▶ _Action item_: Go through the entries below and count the lines where "TryFrom" occurs. Give nothing but that number.

▶ _Input_:
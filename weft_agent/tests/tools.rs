use async_trait::async_trait;
use std::sync::Arc;
use std::time::Duration;
use tokio_util::sync::CancellationToken;
use weft_agent::protocol::{ToolErrorReply, ToolInvocation, ToolResult, WireMessage};
use weft_agent::{
    AgentHost, ErrorCode, HandlerFault, HostConfig, ToolExecutor, ToolRegistration, ToolRegistry,
    ToolRouter, ToolRouterConfig,
};
use weft_bus::{Envelope, InProcessBus, Publish, Subscribe, Topic, HEADER_TIMEOUT_MS};

mod common;
use common::{collector, next, spec};

struct EchoExecutor;

#[async_trait]
impl ToolExecutor for EchoExecutor {
    async fn execute(
        &self,
        invocation: &ToolInvocation,
        _cancel: &CancellationToken,
    ) -> Result<Option<String>, HandlerFault> {
        let arguments = invocation
            .arguments
            .as_ref()
            .map(ToString::to_string)
            .unwrap_or_default();

        Ok(Some(format!("echo:{}", arguments)))
    }
}

struct SleepyExecutor;

#[async_trait]
impl ToolExecutor for SleepyExecutor {
    async fn execute(
        &self,
        _invocation: &ToolInvocation,
        _cancel: &CancellationToken,
    ) -> Result<Option<String>, HandlerFault> {
        tokio::time::sleep(Duration::from_millis(500)).await;

        Ok(None)
    }
}

async fn start_tool_host(bus: &Arc<InProcessBus>, registry: Arc<ToolRegistry>) -> AgentHost {
    let router = ToolRouter::new(registry, ToolRouterConfig::default());

    let config = HostConfig {
        agent_name: "tool-agent".to_string(),
        subscriptions: vec![spec("tool.invoke", "tools")],
    };

    let host = AgentHost::builder(config)
        .respond::<ToolInvocation, _>(router)
        .build(
            Arc::clone(bus) as Arc<dyn Publish>,
            Arc::clone(bus) as Arc<dyn Subscribe>,
        )
        .unwrap();
    host.start().await.unwrap();

    host
}

fn invocation_envelope(invocation: &ToolInvocation, reply_to: &str) -> Envelope {
    Envelope::builder()
        .with_payload(ToolInvocation::MESSAGE_TYPE, invocation)
        .unwrap()
        .with_reply_to(Topic::parse(reply_to).unwrap())
        .with_correlation_id("corr-1")
        .with_source("caller")
        .build()
        .unwrap()
}

#[tokio::test(flavor = "multi_thread")]
async fn missing_tool_yields_tool_not_found_within_a_second() {
    // Given
    let bus = Arc::new(InProcessBus::default());
    let host = start_tool_host(&bus, Arc::new(ToolRegistry::new())).await;
    let (handler, mut replies) = collector();
    let reply_subscription = bus
        .subscribe(
            weft_bus::TopicPattern::parse("tool.result.a").unwrap(),
            "caller",
            handler,
        )
        .await
        .unwrap();

    // When
    let invocation = ToolInvocation {
        tool_call_id: "t1".to_string(),
        tool_name: "missing".to_string(),
        arguments: None,
        session_id: None,
    };
    bus.publish(
        &Topic::parse("tool.invoke").unwrap(),
        invocation_envelope(&invocation, "tool.result.a"),
    )
    .await
    .unwrap();

    // Then: `next` enforces the one-second budget
    let reply = next(&mut replies).await;
    assert_eq!(reply.message_type(), "tool-error");

    let error = reply.decode::<ToolErrorReply>().unwrap();
    assert_eq!(error.tool_call_id, "t1");
    assert_eq!(error.code, ErrorCode::ToolNotFound);
    assert!(!error.is_retryable);

    reply_subscription.dispose().await;
    host.shutdown().await;
}

#[tokio::test(flavor = "multi_thread")]
async fn registered_tool_produces_a_result() {
    // Given
    let bus = Arc::new(InProcessBus::default());
    let registry = Arc::new(ToolRegistry::new());
    registry
        .register(ToolRegistration::new(
            "echo",
            "echoes its arguments",
            r#"{"type":"object"}"#,
            "builtin",
            Arc::new(EchoExecutor),
        ))
        .unwrap();
    let host = start_tool_host(&bus, Arc::clone(&registry)).await;

    let (handler, mut replies) = collector();
    let reply_subscription = bus
        .subscribe(
            weft_bus::TopicPattern::parse("tool.result.a").unwrap(),
            "caller",
            handler,
        )
        .await
        .unwrap();

    // When
    let invocation = ToolInvocation {
        tool_call_id: "t2".to_string(),
        tool_name: "echo".to_string(),
        arguments: Some(serde_json::json!({"query": "weather"})),
        session_id: None,
    };
    bus.publish(
        &Topic::parse("tool.invoke").unwrap(),
        invocation_envelope(&invocation, "tool.result.a"),
    )
    .await
    .unwrap();

    // Then
    let reply = next(&mut replies).await;
    assert_eq!(reply.message_type(), "tool-result");
    assert_eq!(reply.correlation_id(), Some("corr-1"));

    let result = reply.decode::<ToolResult>().unwrap();
    assert_eq!(result.tool_call_id, "t2");
    assert!(!result.is_error);
    assert_eq!(result.content.as_deref(), Some(r#"echo:{"query":"weather"}"#));

    // The invocation counter moved under the tool's name
    assert_eq!(registry.lookup("echo").unwrap().invocation_count(), 1);

    reply_subscription.dispose().await;
    host.shutdown().await;
}

#[tokio::test(flavor = "multi_thread")]
async fn timeout_header_caps_the_execution() {
    // Given: a tool slower than the requested deadline
    let bus = Arc::new(InProcessBus::default());
    let registry = Arc::new(ToolRegistry::new());
    registry
        .register(ToolRegistration::new(
            "sleepy",
            "sleeps",
            "{}",
            "builtin",
            Arc::new(SleepyExecutor),
        ))
        .unwrap();
    let host = start_tool_host(&bus, registry).await;

    let (handler, mut replies) = collector();
    let reply_subscription = bus
        .subscribe(
            weft_bus::TopicPattern::parse("tool.result.a").unwrap(),
            "caller",
            handler,
        )
        .await
        .unwrap();

    // When: the envelope asks for a 50ms deadline
    let invocation = ToolInvocation {
        tool_call_id: "t3".to_string(),
        tool_name: "sleepy".to_string(),
        arguments: None,
        session_id: None,
    };
    let envelope =
        invocation_envelope(&invocation, "tool.result.a").with_header(HEADER_TIMEOUT_MS, "50");
    bus.publish(&Topic::parse("tool.invoke").unwrap(), envelope)
        .await
        .unwrap();

    // Then: a retryable timeout error
    let reply = next(&mut replies).await;
    let error = reply.decode::<ToolErrorReply>().unwrap();
    assert_eq!(error.code, ErrorCode::Timeout);
    assert!(error.is_retryable);

    reply_subscription.dispose().await;
    host.shutdown().await;
}
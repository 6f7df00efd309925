use crate::human_duration;
use serde::Deserialize;
use std::time::Duration;

/// Defines the fine-tune parameters for an
/// [exponential backoff](backoff::ExponentialBackoff) mechanism.
///
/// The defaults are tuned for re-establishing a broker connection: start at
/// one second, double with 50% jitter, never wait longer than 30 seconds,
/// never give up.
#[derive(Debug, Clone, PartialEq, Deserialize)]
#[serde(default)]
pub struct BackoffConfig {
    #[serde(deserialize_with = "human_duration::deserialize")]
    pub(crate) initial_interval: Duration,
    #[serde(deserialize_with = "human_duration::deserialize")]
    pub(crate) max_interval: Duration,
    pub(crate) randomization_factor: f64,
    pub(crate) multiplier: f64,
    #[serde(deserialize_with = "human_duration::deserialize_option")]
    pub(crate) max_elapsed_time: Option<Duration>,
}

impl BackoffConfig {
    /// Exposes the first interval produced by the backoff.
    pub fn initial_interval(&self) -> Duration {
        self.initial_interval
    }

    /// Exposes the ceiling that intervals never exceed.
    pub fn max_interval(&self) -> Duration {
        self.max_interval
    }

    /// Exposes the jitter factor applied to every interval.
    pub fn randomization_factor(&self) -> f64 {
        self.randomization_factor
    }

    /// Exposes the multiplier applied between consecutive intervals.
    pub fn multiplier(&self) -> f64 {
        self.multiplier
    }

    /// Exposes the total time budget after which the backoff dries out, if
    /// any.
    pub fn max_elapsed_time(&self) -> Option<Duration> {
        self.max_elapsed_time
    }
}

impl Default for BackoffConfig {
    fn default() -> Self {
        Self {
            initial_interval: Duration::from_secs(1),
            max_interval: Duration::from_secs(30),
            randomization_factor: 0.5,
            multiplier: 2.0,
            max_elapsed_time: None,
        }
    }
}

impl AsRef<BackoffConfig> for BackoffConfig {
    fn as_ref(&self) -> &BackoffConfig {
        self
    }
}

#[cfg(test)]
mod tests {
    use super::*;
    use pretty_assertions::assert_eq;

    #[test]
    fn deserialize_from_empty() {
        // Given
        let input = "{}";
        let expected_output = BackoffConfig::default();

        // When
        let actual_output = serde_yml::from_str::<BackoffConfig>(input).unwrap();

        // Then
        assert_eq!(expected_output, actual_output);
    }

    #[test]
    fn deserialize_from_full() {
        // Given
        let input = r#"
initial_interval: 500ms
max_interval: 10s
randomization_factor: 0.25
multiplier: 3.0
max_elapsed_time: 5m
"#;

        // When
        let actual_output = serde_yml::from_str::<BackoffConfig>(input).unwrap();

        // Then
        assert_eq!(actual_output.initial_interval(), Duration::from_millis(500));
        assert_eq!(actual_output.max_interval(), Duration::from_secs(10));
        assert_eq!(actual_output.randomization_factor(), 0.25);
        assert_eq!(actual_output.multiplier(), 3.0);
        assert_eq!(actual_output.max_elapsed_time(), Some(Duration::from_secs(300)));
    }
}
use serde::de::Error as DeError;
use serde::{Deserialize, Deserializer, Serialize, Serializer};
use std::fmt::{Display, Formatter};
use std::str::FromStr;
use std::sync::Arc;
use thiserror::Error;

/// A concrete routing topic: a dot-separated sequence of non-empty segments,
/// e.g. `agent.task.researcher`. Topics never contain wildcards; those belong
/// to [`TopicPattern`]s.
#[derive(Debug, Clone, PartialEq, Eq, Hash)]
pub struct Topic {
    raw: Arc<str>,
}

/// A subscription binding pattern: a dot-separated sequence of segments where
/// `*` stands for exactly one segment and `#` stands for zero or more
/// segments.
///
/// The wildcard characters are only recognized as whole segments; `foo*` is
/// rejected. Matching against a [`Topic`] is defined recursively and is total:
/// every `(pattern, topic)` pair yields `true` or `false`.
#[derive(Debug, Clone, PartialEq, Eq, Hash)]
pub struct TopicPattern {
    raw: Arc<str>,
    segments: Vec<PatternSegment>,
}

/// Represents failure to parse a [`Topic`] or a [`TopicPattern`].
#[derive(Error, Debug, Clone, PartialEq, Eq)]
pub enum TopicError {
    /// The input was empty, or contained an empty dot-separated segment.
    #[error("topic '{0}' contains an empty segment")]
    EmptySegment(String),
    /// A wildcard character appeared where it is not allowed.
    #[error("topic '{0}' may not contain the wildcard segment '{1}'")]
    UnexpectedWildcard(String, char),
    /// A wildcard character appeared inside a longer segment.
    #[error("pattern '{0}' embeds a wildcard inside the segment '{1}'")]
    EmbeddedWildcard(String, String),
}

/// A single parsed segment of a [`TopicPattern`].
#[derive(Debug, Clone, PartialEq, Eq, Hash)]
enum PatternSegment {
    /// Matches this exact segment.
    Literal(Box<str>),
    /// `*`: matches any single segment.
    Single,
    /// `#`: matches any run of zero or more segments.
    Multi,
}

impl Topic {
    /// Parses the given string into a [`Topic`], rejecting empty segments and
    /// wildcard characters.
    pub fn parse(input: impl AsRef<str>) -> Result<Self, TopicError> {
        let input = input.as_ref();

        for segment in input.split('.') {
            if segment.is_empty() {
                return Err(TopicError::EmptySegment(input.to_string()));
            }
            if segment.contains('*') {
                return Err(TopicError::UnexpectedWildcard(input.to_string(), '*'));
            }
            if segment.contains('#') {
                return Err(TopicError::UnexpectedWildcard(input.to_string(), '#'));
            }
        }

        Ok(Self {
            raw: Arc::from(input),
        })
    }

    /// Exposes this topic as a string slice.
    pub fn as_str(&self) -> &str {
        &self.raw
    }

    /// Iterates over the dot-separated segments of this topic.
    pub fn segments(&self) -> impl Iterator<Item = &str> {
        self.raw.split('.')
    }
}

impl TopicPattern {
    /// Parses the given string into a [`TopicPattern`], rejecting empty
    /// segments and wildcards embedded inside longer segments.
    pub fn parse(input: impl AsRef<str>) -> Result<Self, TopicError> {
        let input = input.as_ref();
        let mut segments = Vec::new();

        for segment in input.split('.') {
            let parsed = match segment {
                "" => return Err(TopicError::EmptySegment(input.to_string())),
                "*" => PatternSegment::Single,
                "#" => PatternSegment::Multi,
                literal => {
                    if literal.contains('*') || literal.contains('#') {
                        return Err(TopicError::EmbeddedWildcard(
                            input.to_string(),
                            literal.to_string(),
                        ));
                    }
                    PatternSegment::Literal(Box::from(literal))
                }
            };

            segments.push(parsed);
        }

        Ok(Self {
            raw: Arc::from(input),
            segments,
        })
    }

    /// Exposes this pattern as a string slice, exactly as it was parsed. This
    /// is also the form handed to the broker as a binding key.
    pub fn as_str(&self) -> &str {
        &self.raw
    }

    /// Reports whether this pattern contains any wildcard segments.
    pub fn is_literal(&self) -> bool {
        self.segments
            .iter()
            .all(|segment| matches!(segment, PatternSegment::Literal(_)))
    }

    /// Reports whether this pattern matches the given [`Topic`].
    ///
    /// `*` consumes exactly one topic segment; `#` consumes any (possibly
    /// empty) run of segments. The match is anchored at both ends.
    pub fn matches(&self, topic: &Topic) -> bool {
        let topic_segments = topic.segments().collect::<Vec<_>>();

        Self::matches_recursive(&self.segments, &topic_segments)
    }

    /// The recursive core of the matcher.
    fn matches_recursive(pattern: &[PatternSegment], topic: &[&str]) -> bool {
        let Some((head, pattern_rest)) = pattern.split_first() else {
            // Pattern exhausted: a match iff the topic is exhausted too
            return topic.is_empty();
        };

        match head {
            PatternSegment::Multi => {
                // '#' either matches zero segments here, or swallows one
                // topic segment and stays in play
                Self::matches_recursive(pattern_rest, topic)
                    || !topic.is_empty() && Self::matches_recursive(pattern, &topic[1..])
            }
            PatternSegment::Single => match topic.split_first() {
                Some((_, topic_rest)) => Self::matches_recursive(pattern_rest, topic_rest),
                None => false,
            },
            PatternSegment::Literal(literal) => match topic.split_first() {
                Some((segment, topic_rest)) => {
                    literal.as_ref() == *segment
                        && Self::matches_recursive(pattern_rest, topic_rest)
                }
                None => false,
            },
        }
    }
}

impl FromStr for Topic {
    type Err = TopicError;

    fn from_str(input: &str) -> Result<Self, Self::Err> {
        Self::parse(input)
    }
}

impl FromStr for TopicPattern {
    type Err = TopicError;

    fn from_str(input: &str) -> Result<Self, Self::Err> {
        Self::parse(input)
    }
}

impl TryFrom<&str> for Topic {
    type Error = TopicError;

    fn try_from(input: &str) -> Result<Self, Self::Error> {
        Self::parse(input)
    }
}

impl TryFrom<&str> for TopicPattern {
    type Error = TopicError;

    fn try_from(input: &str) -> Result<Self, Self::Error> {
        Self::parse(input)
    }
}

/// Every valid topic is also a valid (fully literal) pattern.
impl From<&Topic> for TopicPattern {
    fn from(topic: &Topic) -> Self {
        let segments = topic
            .segments()
            .map(|segment| PatternSegment::Literal(Box::from(segment)))
            .collect();

        Self {
            raw: Arc::clone(&topic.raw),
            segments,
        }
    }
}

impl Display for Topic {
    fn fmt(&self, f: &mut Formatter<'_>) -> std::fmt::Result {
        f.write_str(&self.raw)
    }
}

impl Display for TopicPattern {
    fn fmt(&self, f: &mut Formatter<'_>) -> std::fmt::Result {
        f.write_str(&self.raw)
    }
}

const _: () = {
    impl Serialize for Topic {
        fn serialize<S>(&self, serializer: S) -> Result<S::Ok, S::Error>
        where
            S: Serializer,
        {
            serializer.serialize_str(&self.raw)
        }
    }

    impl<'de> Deserialize<'de> for Topic {
        fn deserialize<D>(deserializer: D) -> Result<Self, D::Error>
        where
            D: Deserializer<'de>,
        {
            let raw = String::deserialize(deserializer)?;

            Self::parse(&raw).map_err(DeError::custom)
        }
    }

    impl Serialize for TopicPattern {
        fn serialize<S>(&self, serializer: S) -> Result<S::Ok, S::Error>
        where
            S: Serializer,
        {
            serializer.serialize_str(&self.raw)
        }
    }

    impl<'de> Deserialize<'de> for TopicPattern {
        fn deserialize<D>(deserializer: D) -> Result<Self, D::Error>
        where
            D: Deserializer<'de>,
        {
            let raw = String::deserialize(deserializer)?;

            Self::parse(&raw).map_err(DeError::custom)
        }
    }
};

▶ _Solution to the exercise_: 2